You can use the Windows Admin Center or an elevated PowerShell session to provision your devices.

Manual provisioning using the connection string

This section covers provisioning your device manually using your IoT Edge device's connection string.

If you haven't already, follow the steps in Register an IoT Edge device in IoT Hub to register your device and retrieve its connection string.

Run the following command in an elevated PowerShell session on your target device. Replace the placeholder text with your own values.

Provision-EflowVm -provisioningType ManualConnectionString -devConnString "<CONNECTION_STRING_HERE>"‚Äč

For more information about the Provision-EflowVM command, see PowerShell functions for IoT Edge for Linux on Windows.

Manual provisioning using X.509 certificates

This section covers provisioning your device manually using X.509 certificates on your IoT Edge device.
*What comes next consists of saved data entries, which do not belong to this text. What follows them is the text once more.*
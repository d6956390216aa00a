use std::io;
use std::path::{Path, PathBuf};

use serde::Serialize;

use crate::error::BatchError;

#[derive(Debug, Clone, PartialEq, Eq, Serialize)]
pub struct OutputJob {
    pub job_id: String,
    pub file_count: usize,
}

#[derive(Debug, Clone, PartialEq, Eq, Serialize)]
pub struct OutputFile {
    pub filename: String,
    pub url: String,
}

/// Read-only view over stored batch outputs (`<root>/<job_id>/*.png`).
#[derive(Debug, Clone)]
pub struct OutputStore {
    root: PathBuf,
}

impl OutputStore {
    pub fn new(root: impl Into<PathBuf>) -> Self {
        Self { root: root.into() }
    }

    pub fn root(&self) -> &Path {
        &self.root
    }

    /// Job directories, newest name first.
    pub async fn list_jobs(&self) -> io::Result<Vec<OutputJob>> {
        let mut jobs = Vec::new();
        let mut entries = match tokio::fs::read_dir(&self.root).await {
            Ok(entries) => entries,
            Err(e) if e.kind() == io::ErrorKind::NotFound => return Ok(jobs),
            Err(e) => return Err(e),
        };
        while let Some(entry) = entries.next_entry().await? {
            if !entry.file_type().await?.is_dir() {
                continue;
            }
            let job_id = entry.file_name().to_string_lossy().into_owned();
            let file_count = png_files(&entry.path()).await?.len();
            jobs.push(OutputJob { job_id, file_count });
        }
        jobs.sort_by(|a, b| b.job_id.cmp(&a.job_id));
        Ok(jobs)
    }

    pub async fn list_files(&self, job_id: &str) -> Result<Vec<OutputFile>, BatchError> {
        let dir = self.job_dir(job_id)?;
        let files = png_files(&dir)
            .await?
            .into_iter()
            .map(|filename| OutputFile {
                url: format!("/api/outputs/{job_id}/{filename}"),
                filename,
            })
            .collect();
        Ok(files)
    }

    /// Path of one stored file, if it exists.
    pub async fn file_path(&self, job_id: &str, filename: &str) -> Result<PathBuf, BatchError> {
        if !is_plain_name(filename) {
            return Err(BatchError::NotFound(format!("{job_id}/{filename}")));
        }
        let path = self.job_dir(job_id)?.join(filename);
        if tokio::fs::metadata(&path).await.is_ok_and(|m| m.is_file()) {
            Ok(path)
        } else {
            Err(BatchError::NotFound(format!("{job_id}/{filename}")))
        }
    }

    fn job_dir(&self, job_id: &str) -> Result<PathBuf, BatchError> {
        let dir = self.root.join(job_id);
        if is_plain_name(job_id) && dir.is_dir() {
            Ok(dir)
        } else {
            Err(BatchError::NotFound(job_id.to_string()))
        }
    }
}

/// Rejects names that could escape the output root.
fn is_plain_name(name: &str) -> bool {
    !name.is_empty() && name != "." && name != ".." && !name.contains(['/', '\\'])
}

async fn png_files(dir: &Path) -> io::Result<Vec<String>> {
    let mut files = Vec::new();
    let mut entries = tokio::fs::read_dir(dir).await?;
    while let Some(entry) = entries.next_entry().await? {
        let name = entry.file_name().to_string_lossy().into_owned();
        if name.ends_with(".png") {
            files.push(name);
        }
    }
    files.sort();
    Ok(files)
}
If you haven't already, follow the steps in Register an IoT Edge device in IoT Hub to prepare the necessary certificates and register your device.
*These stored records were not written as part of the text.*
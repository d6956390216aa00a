use std::io;
use std::path::{Path, PathBuf};

use base64::Engine as _;
use base64::engine::general_purpose::STANDARD;
use serde::Serialize;
use tracing::info;

use crate::remote::Artifact;

#[derive(Debug, Clone, Copy, PartialEq, Eq, Serialize)]
#[serde(rename_all = "lowercase")]
pub enum ArtifactKind {
    Image,
    Text,
}

/// A captured engine output, tagged with the node that produced it.
#[derive(Debug, Clone, PartialEq, Serialize)]
pub struct OutputArtifact {
    pub node_id: String,
    #[serde(rename = "type")]
    pub kind: ArtifactKind,
    /// Stored file name, relative to the batch output directory.
    #[serde(skip_serializing_if = "Option::is_none")]
    pub filename: Option<String>,
    /// Inline payload: a `data:` URL for images, the text itself otherwise.
    #[serde(skip_serializing_if = "Option::is_none")]
    pub data: Option<String>,
}

/// Where captured outputs go.
#[derive(Debug, Clone, PartialEq, Eq)]
pub enum OutputMode {
    Inline,
    /// Write each output under `dir` and keep the inline payload as well.
    Stored { dir: PathBuf },
}

pub fn image_data_url(bytes: &[u8]) -> String {
    format!("data:image/png;base64,{}", STANDARD.encode(bytes))
}

fn inline(node_id: &str, artifact: &Artifact) -> OutputArtifact {
    let (kind, data) = match artifact {
        Artifact::Image(bytes) => (ArtifactKind::Image, image_data_url(bytes)),
        Artifact::Text(text) => (ArtifactKind::Text, text.clone()),
    };
    OutputArtifact {
        node_id: node_id.to_string(),
        kind,
        filename: None,
        data: Some(data),
    }
}

/// Records one output of job `index` according to `mode`.
pub async fn capture(
    index: usize,
    node_id: &str,
    artifact: &Artifact,
    mode: &OutputMode,
) -> io::Result<OutputArtifact> {
    let mut record = inline(node_id, artifact);
    if let OutputMode::Stored { dir } = mode {
        let filename = format!("run_{}_{}.{}", index, node_id, extension(artifact));
        let path = dir.join(&filename);
        write_artifact(&path, artifact).await?;
        info!(path = %path.display(), "Saved output");
        record.filename = Some(filename);
    }
    Ok(record)
}

fn extension(artifact: &Artifact) -> &'static str {
    match artifact {
        Artifact::Image(_) => "png",
        Artifact::Text(_) => "txt",
    }
}

async fn write_artifact(path: &Path, artifact: &Artifact) -> io::Result<()> {
    match artifact {
        Artifact::Image(bytes) => tokio::fs::write(path, bytes).await,
        Artifact::Text(text) => tokio::fs::write(path, text.as_bytes()).await,
    }
}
Have the device identity certificate and its matching private key ready on your target device. Know the absolute path to both files.

Run the following command in an elevated PowerShell session on your target device. Replace the placeholder text with your own values.
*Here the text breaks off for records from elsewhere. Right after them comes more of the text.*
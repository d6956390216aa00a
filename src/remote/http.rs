use std::time::Duration;

use anyhow::{Context as _, Result, anyhow, bail};
use async_trait::async_trait;
use reqwest::Client;
use reqwest::multipart::{Form, Part};
use serde_json::{Value, json};
use tokio::time::{Instant, sleep};
use tracing::{debug, info};
use uuid::Uuid;

use super::{Artifact, EngineConnector, EngineOutputs, EngineSession};
use crate::graph::Graph;

/// Talks to the engine's HTTP API, polling history for results.
#[derive(Debug, Clone)]
pub struct HttpEngineConnector {
    client: Client,
    poll_interval: Duration,
    job_timeout: Duration,
}

impl HttpEngineConnector {
    pub fn new(poll_interval: Duration, job_timeout: Duration) -> Self {
        Self {
            client: Client::new(),
            poll_interval,
            job_timeout,
        }
    }
}

fn base_url(server: &str) -> String {
    if server.starts_with("http://") || server.starts_with("https://") {
        server.trim_end_matches('/').to_string()
    } else {
        format!("http://{}", server.trim_end_matches('/'))
    }
}

#[async_trait]
impl EngineConnector for HttpEngineConnector {
    async fn connect(&self, server: &str) -> Result<Box<dyn EngineSession>> {
        let base = base_url(server);
        // Reachability probe; a wrong address fails here, before any upload.
        self.client
            .get(format!("{base}/system_stats"))
            .send()
            .await
            .and_then(|r| r.error_for_status())
            .with_context(|| format!("engine at {base} is not reachable"))?;

        let client_id = Uuid::new_v4().to_string();
        debug!(%client_id, server = %base, "Engine session opened");
        Ok(Box::new(HttpEngineSession {
            client: self.client.clone(),
            base,
            client_id,
            poll_interval: self.poll_interval,
            job_timeout: self.job_timeout,
        }))
    }

    async fn interrupt(&self, server: &str) -> Result<()> {
        self.client
            .post(format!("{}/interrupt", base_url(server)))
            .send()
            .await?
            .error_for_status()?;
        Ok(())
    }
}

fn str_field<'a>(value: &'a Value, name: &str) -> &'a str {
    value.get(name).and_then(Value::as_str).unwrap_or("")
}

struct HttpEngineSession {
    client: Client,
    base: String,
    client_id: String,
    poll_interval: Duration,
    job_timeout: Duration,
}

impl HttpEngineSession {
    async fn wait_for_history(&self, prompt_id: &str) -> Result<Value> {
        let deadline = Instant::now() + self.job_timeout;
        loop {
            let history: Value = self
                .client
                .get(format!("{}/history/{}", self.base, prompt_id))
                .send()
                .await?
                .error_for_status()?
                .json()
                .await?;

            if let Some(entry) = history.get(prompt_id) {
                return Ok(entry.clone());
            }
            if Instant::now() >= deadline {
                bail!("prompt {} did not finish within {:?}", prompt_id, self.job_timeout);
            }
            sleep(self.poll_interval).await;
        }
    }

    async fn fetch_image(&self, image: &Value) -> Result<Vec<u8>> {
        let bytes = self
            .client
            .get(format!("{}/view", self.base))
            .query(&[
                ("filename", str_field(image, "filename")),
                ("subfolder", str_field(image, "subfolder")),
                ("type", str_field(image, "type")),
            ])
            .send()
            .await?
            .error_for_status()?
            .bytes()
            .await?;
        Ok(bytes.to_vec())
    }

    async fn to_artifact(&self, output: &Value) -> Result<Artifact> {
        if let Some(image) = output.get("images").and_then(Value::as_array).and_then(|a| a.first()) {
            return Ok(Artifact::Image(self.fetch_image(image).await?));
        }
        for key in ["text", "string"] {
            if let Some(parts) = output.get(key).and_then(Value::as_array) {
                let text = parts
                    .iter()
                    .map(|p| p.as_str().map(str::to_string).unwrap_or_else(|| p.to_string()))
                    .collect::<Vec<_>>()
                    .join("\n");
                return Ok(Artifact::Text(text));
            }
        }
        Ok(Artifact::Text(output.to_string()))
    }
}

#[async_trait]
impl EngineSession for HttpEngineSession {
    async fn upload_file(&mut self, data: Vec<u8>, filename: &str) -> Result<String> {
        let form = Form::new()
            .part("image", Part::bytes(data).file_name(filename.to_string()))
            .text("overwrite", "true");
        let resp: Value = self
            .client
            .post(format!("{}/upload/image", self.base))
            .multipart(form)
            .send()
            .await?
            .error_for_status()?
            .json()
            .await?;

        let name = resp
            .get("name")
            .and_then(Value::as_str)
            .ok_or_else(|| anyhow!("upload response has no name: {}", resp))?;
        match resp.get("subfolder").and_then(Value::as_str) {
            Some(sub) if !sub.is_empty() => Ok(format!("{sub}/{name}")),
            _ => Ok(name.to_string()),
        }
    }

    async fn submit(&mut self, graph: &Graph) -> Result<EngineOutputs> {
        let resp = self
            .client
            .post(format!("{}/prompt", self.base))
            .json(&json!({ "prompt": graph, "client_id": self.client_id }))
            .send()
            .await?;
        let status = resp.status();
        let body: Value = resp.json().await.unwrap_or(Value::Null);
        if !status.is_success() {
            bail!("engine rejected prompt ({}): {}", status, body);
        }
        let prompt_id = body
            .get("prompt_id")
            .and_then(Value::as_str)
            .ok_or_else(|| anyhow!("engine response has no prompt_id: {}", body))?
            .to_string();
        info!(%prompt_id, "Prompt queued");

        let entry = self.wait_for_history(&prompt_id).await?;
        if entry.pointer("/status/status_str").and_then(Value::as_str) == Some("error") {
            bail!("prompt {} failed on the engine: {}", prompt_id, entry["status"]);
        }

        let mut outputs = Vec::new();
        if let Some(nodes) = entry.get("outputs").and_then(Value::as_object) {
            for (node_id, output) in nodes {
                outputs.push((node_id.clone(), self.to_artifact(output).await?));
            }
        }
        Ok(outputs)
    }

    async fn close(&mut self) -> Result<()> {
        debug!(client_id = %self.client_id, "Engine session closed");
        Ok(())
    }
}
Provision-EflowVm -provisioningType ManualX509 -iotHubHostname "<HUB HOSTNAME>" -deviceId "<DEVICE ID>" -identityCertPath "<ABSOLUTE PATH TO IDENTITY CERT>" -identityPrivKeyPath "<ABSOLUTE PATH TO PRIVATE KEY>"

For more information about the Provision-EflowVM command, see PowerShell functions for IoT Edge for Linux on Windows.

Verify successful configuration

Verify that IoT Edge for Linux on Windows was successfully installed and configured on your IoT Edge device.

Important

If you're using IoT Edge for Linux on Windows PowerShell public functions, be sure to set the execution policy on the target device to AllSigned. Ensure that all prerequisites for PowerShell functions for IoT Edge for Linux on Windows are met.

  1. Log in to your IoT Edge for Linux on Windows virtual machine using the following command in your PowerShell session:

    Connect-EflowVm
    

    Note

    The only account allowed to SSH to the virtual machine is the user that created it.

  2. Once you are logged in, you can check the list of running IoT Edge modules using the following Linux command:

    sudo iotedge list
    
  3. If you need to troubleshoot the IoT Edge service, use the following Linux commands.

    1. If you need to troubleshoot the service, retrieve the service logs.

      sudo journalctl -u iotedge
      
    2. Use the check tool to verify configuration and connection status of the device.

      sudo iotedge check
      

When you create a new IoT Edge device, it will display the status code 417 -- The device's deployment configuration is not set in the Azure portal. This status is normal, and means that the device is ready to receive a module deployment.